Clarissa Dalloway y la extrema conciencia de sí misma

Brenda Ríos

Ante el furor con la serie de The White Lotus (Mike White, Estados Unidos, 2025), hay que hablar de uno “de sus personajes más emblemáticos: una burguesa sureña, Victoria Ratliff, que vive a base de lorazepam y vino blanco en ese hotel de lujo en Tailandia a donde llega con su familia. Tardé días en imaginar a quién me recordaba, de dónde venía esa especie de displicencia, seguridad acomodada y confianza en su sistema de valores. Lo supe de pronto, ese personaje es una señora Dalloway flotando en una nube de superioridad moral, pero amante de los suyos y de su modo de vida. 

Victoria Ratliff en ese momento eterno de la ficción tiene cincuenta y dos. La señora Dalloway cumple cien años. Está a punto de dar una fiesta. 

La señora Dalloway (1925) arranca una mañana en la que acontece todo un mundo en un solo día. Una novela del flujo de conciencia, una especie de monólogo interior, pero en distintas voces. Cada personaje está “pensando” y en esa muestra del pensamiento se ilumina un cambio en la literatura universal, en el modo en que nos hace partícipes de esos “interiores” de cada uno. Están pensando en el mismo instante que cambian de un yo a otro. 

Escrita justo después de la Primera Guerra Mundial, es una novela que distrae con la temática de una fiesta en casa de una familia acomodada en Londres, mientras, por otro lado, suceden cosas terribles. 

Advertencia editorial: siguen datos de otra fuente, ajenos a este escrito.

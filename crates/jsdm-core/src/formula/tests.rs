//! Test suite for the formula module
//!
//! Covers parsing, term expansion and design matrix construction, including
//! edge cases and error conditions.

use crate::data::{DataFrame, DataFrameBuilder, Series};
use crate::design::{PredictorData, expand_predictors};
use crate::formula::*;
use approx::assert_abs_diff_eq;
use ndarray::array;

fn env_data() -> DataFrame {
    DataFrameBuilder::new()
        .with_column("temp", Series::float(vec![1.0, 2.0, 3.0, 4.0]))
        .unwrap()
        .with_column("precip", Series::float(vec![0.5, 1.5, 2.5, 3.5]))
        .unwrap()
        .with_column("elev", Series::int(vec![10, 20, 30, 40]))
        .unwrap()
        .build()
        .unwrap()
}

fn habitat_data() -> DataFrame {
    DataFrameBuilder::new()
        .with_column("temp", Series::float(vec![1.0, 2.0, 3.0, 4.0]))
        .unwrap()
        .with_column("habitat", Series::categorical(&["forest", "grass", "wet", "grass"]))
        .unwrap()
        .build()
        .unwrap()
}

fn names(formula: &str, df: &DataFrame) -> Vec<String> {
    Formula::parse(formula)
        .unwrap()
        .expand(df)
        .unwrap()
        .design_matrix_names(df)
        .unwrap()
}

#[test]
fn test_formula_parsing_basic_syntax() {
    let formula = Formula::parse("y ~ x1 + x2").unwrap();
    assert_eq!(formula.response, Some("y".to_string()));
    assert!(formula.has_response());
    assert_eq!(formula.to_string(), "y ~ x1 + x2");

    let formula = Formula::parse("~ x1 + x2").unwrap();
    assert_eq!(formula.response, None);
    assert_eq!(
        formula.rhs,
        Expr::Sum(vec![
            Expr::Factor(Factor::variable("x1")),
            Expr::Factor(Factor::variable("x2")),
        ])
    );

    // Whitespace is insignificant
    let a = Formula::parse("~temp+precip").unwrap();
    let b = Formula::parse("  ~  temp  +  precip  ").unwrap();
    assert_eq!(a.rhs, b.rhs);
}

#[test]
fn test_formula_parsing_errors() {
    assert!(matches!(Formula::parse(""), Err(FormulaError::Syntax { .. })));
    assert!(matches!(Formula::parse("y x"), Err(FormulaError::Syntax { .. })));
    assert!(matches!(Formula::parse("~ x +"), Err(FormulaError::Syntax { .. })));
    assert!(matches!(Formula::parse("~ + x"), Err(FormulaError::Syntax { .. })));
    assert!(matches!(Formula::parse("~ (x + y"), Err(FormulaError::Syntax { .. })));
    assert!(matches!(Formula::parse("~ x ) "), Err(FormulaError::Syntax { .. })));
    assert!(matches!(Formula::parse("~ 2 + x"), Err(FormulaError::Syntax { .. })));
    assert!(matches!(Formula::parse("~ x^0"), Err(FormulaError::Syntax { .. })));
    assert!(matches!(Formula::parse("~ log(x):y^"), Err(FormulaError::Syntax { .. })));
}

#[test]
fn test_unsupported_function_is_rejected_at_parse_time() {
    assert!(matches!(
        Formula::parse("~ foo(x)"),
        Err(FormulaError::FunctionError { .. })
    ));
    assert!(matches!(
        Formula::parse("~ poly(x)"),
        Err(FormulaError::FunctionError { .. })
    ));
    assert!(matches!(
        Formula::parse("~ log(x, 2)"),
        Err(FormulaError::FunctionError { .. })
    ));
}

#[test]
fn test_default_formula_uses_every_column_with_intercept() {
    let df = env_data();
    let (expanded, design, _) = expand_predictors(PredictorData::from(&df), None).unwrap();

    assert!(expanded.has_intercept);
    assert_eq!(
        design.columns,
        vec!["(Intercept)", "temp", "precip", "elev"]
    );
    assert_eq!(design.values.column(0), array![1.0, 1.0, 1.0, 1.0]);
    assert_eq!(design.values.column(3), array![10.0, 20.0, 30.0, 40.0]);
}

#[test]
fn test_matrix_input_is_coerced_with_synthetic_names() {
    let x = array![[0.1, 0.2], [0.3, 0.4], [0.5, 0.6]];
    let (_, design, frame) = expand_predictors(PredictorData::from(x), Some("~ X1 + X2:X1")).unwrap();

    assert_eq!(frame.column_names(), vec!["X1", "X2"]);
    assert_eq!(design.columns, vec!["(Intercept)", "X1", "X2:X1"]);
    assert_abs_diff_eq!(design.values[(2, 2)], 0.3, epsilon = 1e-12);
}

#[test]
fn test_intercept_suppression() {
    let df = env_data();
    assert_eq!(names("~ 0 + temp", &df), vec!["temp"]);
    assert_eq!(names("~ temp - 1", &df), vec!["temp"]);
    assert_eq!(names("~ temp + 0", &df), vec!["temp"]);
    assert_eq!(names("~ 1", &df), vec!["(Intercept)"]);
    assert_eq!(names("~ 0", &df), Vec::<String>::new());
    assert_eq!(names("~ -1 + temp", &df), vec!["temp"]);
}

#[test]
fn test_interactions_and_crossing() {
    let df = env_data();
    assert_eq!(
        names("~ temp:precip", &df),
        vec!["(Intercept)", "temp:precip"]
    );
    assert_eq!(
        names("~ temp*precip", &df),
        vec!["(Intercept)", "temp", "precip", "temp:precip"]
    );
    // Higher order terms are placed after main effects
    assert_eq!(
        names("~ temp:precip:elev + temp", &df),
        vec!["(Intercept)", "temp", "temp:precip:elev"]
    );
    // a:b and b:a are the same term
    assert_eq!(
        names("~ temp:precip + precip:temp", &df),
        vec!["(Intercept)", "temp:precip"]
    );
}

#[test]
fn test_interaction_values() {
    let df = env_data();
    let expanded = Formula::parse("~ temp:precip").unwrap().expand(&df).unwrap();
    let design = expanded.design_matrix(&df).unwrap();

    assert_abs_diff_eq!(
        design.values.column(1).to_owned(),
        array![0.5, 3.0, 7.5, 14.0],
        epsilon = 1e-12
    );
}

#[test]
fn test_parenthesized_distribution() {
    let df = env_data();
    assert_eq!(
        names("~ (temp + precip):elev", &df),
        vec!["(Intercept)", "temp:elev", "precip:elev"]
    );
}

#[test]
fn test_crossing_power_of_sum() {
    let df = env_data();
    assert_eq!(
        names("~ (temp + precip + elev)^2", &df),
        vec![
            "(Intercept)",
            "temp",
            "precip",
            "elev",
            "temp:precip",
            "temp:elev",
            "precip:elev"
        ]
    );
}

#[test]
fn test_power_terms() {
    let df = env_data();
    let expanded = Formula::parse("~ temp + temp^2 + I(precip^3)")
        .unwrap()
        .expand(&df)
        .unwrap();
    let design = expanded.design_matrix(&df).unwrap();

    assert_eq!(design.columns, vec!["(Intercept)", "temp", "temp^2", "I(precip^3)"]);
    assert_eq!(design.values.column(2), array![1.0, 4.0, 9.0, 16.0]);
    assert_abs_diff_eq!(design.values[(0, 3)], 0.125, epsilon = 1e-12);
}

#[test]
fn test_oversized_exponents_are_rejected() {
    for formula in ["~ temp^4294967295", "~ temp^2147483648", "~ poly(temp, 3000000000)"] {
        assert!(
            matches!(Formula::parse(formula), Err(FormulaError::Syntax { .. })),
            "{} should not parse",
            formula
        );
    }

    let df = env_data();
    let largest = Formula::parse("~ 0 + temp^2147483647").unwrap().expand(&df).unwrap();
    assert_eq!(largest.design_matrix_names(&df).unwrap(), vec!["temp^2147483647"]);
}

#[test]
fn test_crossing_power_stops_when_saturated() {
    let df = env_data();
    assert_eq!(
        names("~ (temp + precip)^2000000000", &df),
        vec!["(Intercept)", "temp", "precip", "temp:precip"]
    );
    assert_eq!(
        names("~ (temp + precip + elev)^5", &df),
        names("~ (temp + precip + elev)^3", &df)
    );
}

#[test]
fn test_polynomial_terms() {
    let df = env_data();
    let expanded = Formula::parse("~ 0 + poly(temp, 3)").unwrap().expand(&df).unwrap();
    let design = expanded.design_matrix(&df).unwrap();

    assert_eq!(
        design.columns,
        vec!["poly(temp, 3)1", "poly(temp, 3)2", "poly(temp, 3)3"]
    );
    assert_eq!(design.values.row(1), array![2.0, 4.0, 8.0]);
}

#[test]
fn test_function_terms() {
    let df = env_data();
    let expanded = Formula::parse("~ log(temp) + sqrt(precip) + abs(elev)")
        .unwrap()
        .expand(&df)
        .unwrap();
    let design = expanded.design_matrix(&df).unwrap();

    assert_eq!(
        design.columns,
        vec!["(Intercept)", "log(temp)", "sqrt(precip)", "abs(elev)"]
    );
    assert_abs_diff_eq!(design.values[(0, 1)], 0.0, epsilon = 1e-12);
    assert_abs_diff_eq!(design.values[(3, 2)], 3.5f64.sqrt(), epsilon = 1e-12);
}

#[test]
fn test_log_of_non_positive_fails() {
    let df = DataFrame::from_columns(vec![("x", Series::float(vec![1.0, 0.0]))]).unwrap();
    let expanded = Formula::parse("~ log(x)").unwrap().expand(&df).unwrap();
    assert!(matches!(
        expanded.design_matrix(&df),
        Err(FormulaError::NumericalError { .. })
    ));
}

#[test]
fn test_dot_with_removal() {
    let df = env_data();
    assert_eq!(
        names("~ . - elev", &df),
        vec!["(Intercept)", "temp", "precip"]
    );
    // The response is never part of `.`
    assert_eq!(names("temp ~ .", &df), vec!["(Intercept)", "precip", "elev"]);
}

#[test]
fn test_unknown_variable_fails() {
    let df = env_data();
    let result = Formula::parse("~ temp + salinity").unwrap().expand(&df);

    match result {
        Err(FormulaError::VariableNotFound {
            variable,
            available_vars,
        }) => {
            assert_eq!(variable, "salinity");
            assert_eq!(available_vars, vec!["temp", "precip", "elev"]);
        }
        other => panic!("Expected VariableNotFound, got {:?}", other),
    }
}

#[test]
fn test_categorical_treatment_coding() {
    let df = habitat_data();
    let expanded = Formula::parse("~ temp + habitat").unwrap().expand(&df).unwrap();
    let design = expanded.design_matrix(&df).unwrap();

    assert_eq!(
        design.columns,
        vec!["(Intercept)", "temp", "habitat[grass]", "habitat[wet]"]
    );
    assert_eq!(design.values.column(2), array![0.0, 1.0, 0.0, 1.0]);
    assert_eq!(design.values.column(3), array![0.0, 0.0, 1.0, 0.0]);
    assert_eq!(
        expanded.levels.get("habitat").unwrap(),
        &vec!["forest".to_string(), "grass".to_string(), "wet".to_string()]
    );
}

#[test]
fn test_categorical_full_coding_without_intercept() {
    let df = habitat_data();
    assert_eq!(
        names("~ 0 + habitat + temp", &df),
        vec!["habitat[forest]", "habitat[grass]", "habitat[wet]", "temp"]
    );
}

#[test]
fn test_categorical_interaction_names() {
    let df = habitat_data();
    assert_eq!(
        names("~ temp:habitat", &df),
        vec!["(Intercept)", "temp:habitat[grass]", "temp:habitat[wet]"]
    );
}

#[test]
fn test_function_of_factor_is_type_error() {
    let df = habitat_data();
    assert!(matches!(
        Formula::parse("~ log(habitat)").unwrap().expand(&df),
        Err(FormulaError::TypeMismatch { .. })
    ));
}

#[test]
fn test_reapplying_to_new_data_keeps_levels() {
    let train = habitat_data();
    let expanded = Formula::parse("~ habitat").unwrap().expand(&train).unwrap();

    // New data only sees one level but keeps the training layout
    let new = DataFrame::from_columns(vec![(
        "habitat",
        Series::categorical(&["wet", "wet"]),
    )])
    .unwrap();
    let design = expanded.design_matrix(&new).unwrap();
    assert_eq!(
        design.columns,
        vec!["(Intercept)", "habitat[grass]", "habitat[wet]"]
    );
    assert_eq!(design.values.row(0), array![1.0, 0.0, 1.0]);

    let unseen = DataFrame::from_columns(vec![("habitat", Series::categorical(&["alpine"]))])
        .unwrap();
    assert!(matches!(
        expanded.design_matrix(&unseen),
        Err(FormulaError::UnknownLevel { .. })
    ));
}

#[test]
fn test_expansion_is_idempotent() {
    let df = env_data();
    let formula = Formula::parse("~ (temp + precip)^2 + elev + I(temp^2)").unwrap();

    let first = formula.expand(&df).unwrap();
    let second = formula.expand(&df).unwrap();
    assert_eq!(first, second);
    assert_eq!(
        first.design_matrix_names(&df).unwrap(),
        second.design_matrix_names(&df).unwrap()
    );
}

#[test]
fn test_expanded_formula_display() {
    let df = env_data();
    let expanded = Formula::parse("~ precip:temp + temp - 1")
        .unwrap()
        .expand(&df)
        .unwrap();
    assert_eq!(expanded.to_string(), "~ 0 + temp + precip:temp");
    assert_eq!(expanded.variables(), vec!["temp", "precip"]);
}

mod proptest_tests {
    use super::*;
    use proptest::prelude::*;

    proptest! {
        #[test]
        fn expansion_is_a_pure_function_of_schema(
            ncols in 1usize..6,
            degree in 1u32..4,
            nrows in 1usize..8,
        ) {
            let values = ndarray::Array2::from_shape_fn((nrows, ncols), |(i, j)| (i * ncols + j) as f64);
            let df = DataFrame::from_matrix::<&str>(&values, None).unwrap();
            let names: Vec<String> = DataFrame::synthetic_names(ncols);
            let text = format!("~ ({})^{}", names.join(" + "), degree);
            let formula = Formula::parse(&text).unwrap();

            let a = formula.expand(&df).unwrap().design_matrix(&df).unwrap();
            let b = formula.expand(&df).unwrap().design_matrix(&df).unwrap();
            prop_assert_eq!(&a.columns, &b.columns);
            prop_assert_eq!(a.values.ncols(), a.columns.len());
            prop_assert_eq!(a.values.nrows(), nrows);
        }
    }
}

Bien pudo haber sido sólo la historia de amor de un ama de casa que se reencuentra con un hombre con el que no se casó y que estuvo apasionado por ella. Ella no es pasional, lo dicen varios personajes que la describen. Es delgada, con cara de pájaro y una postura erguida y señorial. Distinguida, fina. Centrada en las buenas maneras, los buenos modales y la corrección absoluta.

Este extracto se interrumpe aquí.